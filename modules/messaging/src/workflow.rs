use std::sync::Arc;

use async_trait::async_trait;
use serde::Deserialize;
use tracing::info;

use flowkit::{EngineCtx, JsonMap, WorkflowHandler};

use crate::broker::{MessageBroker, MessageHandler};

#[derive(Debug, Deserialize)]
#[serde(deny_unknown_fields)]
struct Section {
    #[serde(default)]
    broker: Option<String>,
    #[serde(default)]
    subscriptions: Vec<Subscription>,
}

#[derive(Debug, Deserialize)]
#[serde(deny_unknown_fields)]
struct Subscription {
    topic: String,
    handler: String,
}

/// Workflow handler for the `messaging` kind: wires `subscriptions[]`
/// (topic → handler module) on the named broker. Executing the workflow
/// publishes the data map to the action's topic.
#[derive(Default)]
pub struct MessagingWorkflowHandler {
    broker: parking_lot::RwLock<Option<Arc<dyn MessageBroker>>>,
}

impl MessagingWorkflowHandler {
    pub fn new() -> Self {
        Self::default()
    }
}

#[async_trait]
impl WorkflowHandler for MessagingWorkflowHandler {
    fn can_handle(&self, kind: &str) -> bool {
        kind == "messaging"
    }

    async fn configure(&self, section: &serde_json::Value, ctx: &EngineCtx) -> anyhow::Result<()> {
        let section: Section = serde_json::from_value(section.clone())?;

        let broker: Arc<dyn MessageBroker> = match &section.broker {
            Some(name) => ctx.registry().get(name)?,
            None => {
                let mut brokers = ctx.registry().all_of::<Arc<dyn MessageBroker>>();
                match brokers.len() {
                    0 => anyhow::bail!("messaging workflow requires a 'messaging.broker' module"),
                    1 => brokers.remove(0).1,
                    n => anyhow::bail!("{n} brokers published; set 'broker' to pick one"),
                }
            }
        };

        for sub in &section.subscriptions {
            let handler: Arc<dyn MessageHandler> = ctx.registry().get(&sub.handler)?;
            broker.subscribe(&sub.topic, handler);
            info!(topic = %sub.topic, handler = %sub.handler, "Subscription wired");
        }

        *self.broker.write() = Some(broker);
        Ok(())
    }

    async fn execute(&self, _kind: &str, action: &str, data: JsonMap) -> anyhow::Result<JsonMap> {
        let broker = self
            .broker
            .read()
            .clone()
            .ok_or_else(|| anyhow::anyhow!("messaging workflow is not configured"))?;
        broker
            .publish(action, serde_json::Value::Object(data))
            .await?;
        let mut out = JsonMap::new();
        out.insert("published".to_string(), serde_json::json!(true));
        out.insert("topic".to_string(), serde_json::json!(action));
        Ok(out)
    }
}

────

> [WHAT THE EXERCISE ASKS]: Tell how many lines of the listing above contain "data", giving the number alone.

> [RESULT OF THIS EXERCISE]: 3